■ **Task brief**: Gather all lines in the entries that include the word "PolicyDeltas".

■ **Data records**:
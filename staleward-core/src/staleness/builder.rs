use std::collections::BTreeSet;

use chrono::{DateTime, TimeDelta, Utc};
use staleward_model::{
    HostKind, PolicyDeltas, StalenessDeltas, StalenessState, TenantId,
};
use tracing::debug;

use crate::error::PredicateBuildError;
use crate::policy::PolicySet;

use super::predicate::{CheckInWindow, HostPredicate};

/// The part of a predicate governed by one set of thresholds.
#[derive(Debug, Clone, PartialEq, Eq)]
pub struct PolicyBranch {
    /// Custom-policy tenants sharing these thresholds, `None` for the
    /// default branch.
    pub tenants: Option<BTreeSet<TenantId>>,
    pub predicate: HostPredicate,
}

/// Turns a set of target states into a host predicate.
///
/// Custom tenants with identical thresholds share one branch restricted to
/// those tenants. The default branch covers every tenant outside the custom
/// set, so a host is matched by at most one branch and evaluated under
/// exactly one policy.
#[derive(Debug, Clone)]
pub struct PredicateBuilder {
    now: DateTime<Utc>,
    scope: Option<TenantId>,
    extra: Option<HostPredicate>,
}

impl PredicateBuilder {
    pub fn new(now: DateTime<Utc>) -> Self {
        Self {
            now,
            scope: None,
            extra: None,
        }
    }

    /// Limit the predicate to a single tenant.
    pub fn scoped_to(mut self, tenant_id: TenantId) -> Self {
        self.scope = Some(tenant_id);
        self
    }

    /// AND an additional job-specific filter into the result.
    pub fn restrict(mut self, extra: HostPredicate) -> Self {
        self.extra = Some(extra);
        self
    }

    pub fn build(
        &self,
        targets: &BTreeSet<StalenessState>,
        policies: &PolicySet,
    ) -> Result<HostPredicate, PredicateBuildError> {
        if targets.is_empty() {
            return Ok(HostPredicate::Never);
        }
        let branches = self.branches(targets, policies)?;
        debug!(
            branches = branches.len(),
            targets = ?targets,
            "built staleness predicate"
        );
        let combined =
            HostPredicate::any(branches.into_iter().map(|b| b.predicate));
        Ok(HostPredicate::all([
            combined,
            self.extra.clone().unwrap_or(HostPredicate::Always),
        ]))
    }

    /// One branch per distinct custom threshold set in scope, then the
    /// default branch if any tenant in scope falls back to it.
    pub fn branches(
        &self,
        targets: &BTreeSet<StalenessState>,
        policies: &PolicySet,
    ) -> Result<Vec<PolicyBranch>, PredicateBuildError> {
        let mut groups: Vec<(&PolicyDeltas, BTreeSet<TenantId>)> =
            Vec::new();
        for (tenant_id, deltas) in policies.custom() {
            if self.scope.as_ref().is_some_and(|scope| scope != tenant_id) {
                continue;
            }
            match groups.iter_mut().find(|(shared, _)| *shared == deltas) {
                Some((_, tenants)) => {
                    tenants.insert(tenant_id.clone());
                }
                None => {
                    groups.push((deltas, BTreeSet::from([tenant_id.clone()])));
                }
            }
        }

        let mut branches = Vec::new();
        for (deltas, tenants) in groups {
            let windows = self.kind_windows(targets, deltas).map_err(|err| {
                let names: Vec<&str> =
                    tenants.iter().map(TenantId::as_str).collect();
                with_scope(err, &names.join(","))
            })?;
            let tenant_filter = match (tenants.len(), tenants.first()) {
                (1, Some(only)) => HostPredicate::TenantIs(only.clone()),
                _ => HostPredicate::TenantIn(tenants.clone()),
            };
            branches.push(PolicyBranch {
                tenants: Some(tenants),
                predicate: HostPredicate::all([tenant_filter, windows]),
            });
        }

        let tenant_filter = match &self.scope {
            Some(scope) if policies.is_custom(scope) => None,
            Some(scope) => Some(HostPredicate::TenantIs(scope.clone())),
            None if policies.custom().is_empty() => Some(HostPredicate::Always),
            None => Some(HostPredicate::TenantNotIn(
                policies.custom().keys().cloned().collect(),
            )),
        };
        if let Some(tenant_filter) = tenant_filter {
            let windows = self
                .kind_windows(targets, policies.default_deltas())
                .map_err(|err| with_scope(err, "default"))?;
            branches.push(PolicyBranch {
                tenants: None,
                predicate: HostPredicate::all([tenant_filter, windows]),
            });
        }

        Ok(branches)
    }

    fn kind_windows(
        &self,
        targets: &BTreeSet<StalenessState>,
        deltas: &PolicyDeltas,
    ) -> Result<HostPredicate, PredicateBuildError> {
        let mut per_kind = Vec::with_capacity(HostKind::ALL.len());
        for kind in HostKind::ALL {
            let windows = self.windows(targets, deltas.for_kind(kind))?;
            per_kind.push(HostPredicate::all([
                HostPredicate::KindIs(kind),
                windows,
            ]));
        }
        Ok(HostPredicate::any(per_kind))
    }

    /// Check-in windows for the target states under one delta set, with
    /// adjacent states merged into a single window.
    fn windows(
        &self,
        targets: &BTreeSet<StalenessState>,
        deltas: &StalenessDeltas,
    ) -> Result<HostPredicate, PredicateBuildError> {
        deltas
            .validate()
            .map_err(|source| PredicateBuildError::NonMonotonic {
                scope: String::new(),
                source,
            })?;

        let states = StalenessState::ALL;
        let mut windows = Vec::new();
        let mut index = 0;
        while index < states.len() {
            if !targets.contains(&states[index]) {
                index += 1;
                continue;
            }
            let first = states[index];
            while index + 1 < states.len()
                && targets.contains(&states[index + 1])
            {
                index += 1;
            }
            let next = states.get(index + 1).copied();
            index += 1;

            let not_after = match deltas.threshold(first) {
                Some(delta) => Some(self.offset(first, delta)?),
                None => None,
            };
            let after = match next {
                Some(state) => match deltas.threshold(state) {
                    Some(delta) => Some(self.offset(state, delta)?),
                    None => None,
                },
                None => None,
            };
            let window = CheckInWindow { after, not_after };
            windows.push(if window.is_unbounded() {
                HostPredicate::Always
            } else {
                HostPredicate::CheckedIn(window)
            });
        }
        Ok(HostPredicate::any(windows))
    }

    fn offset(
        &self,
        state: StalenessState,
        delta: TimeDelta,
    ) -> Result<DateTime<Utc>, PredicateBuildError> {
        self.now.checked_sub_signed(delta).ok_or(
            PredicateBuildError::WindowOutOfRange {
                state,
                seconds: delta.num_seconds(),
            },
        )
    }
}

fn with_scope(err: PredicateBuildError, scope: &str) -> PredicateBuildError {
    match err {
        PredicateBuildError::NonMonotonic { source, .. } => {
            PredicateBuildError::NonMonotonic {
                scope: scope.to_string(),
                source,
            }
        }
        other => other,
    }
}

■ **Your solution**:
    HostKind, PolicyDeltas, StalenessDeltas, StalenessState, TenantId,
        let mut groups: Vec<(&PolicyDeltas, BTreeSet<TenantId>)> =
        deltas: &PolicyDeltas,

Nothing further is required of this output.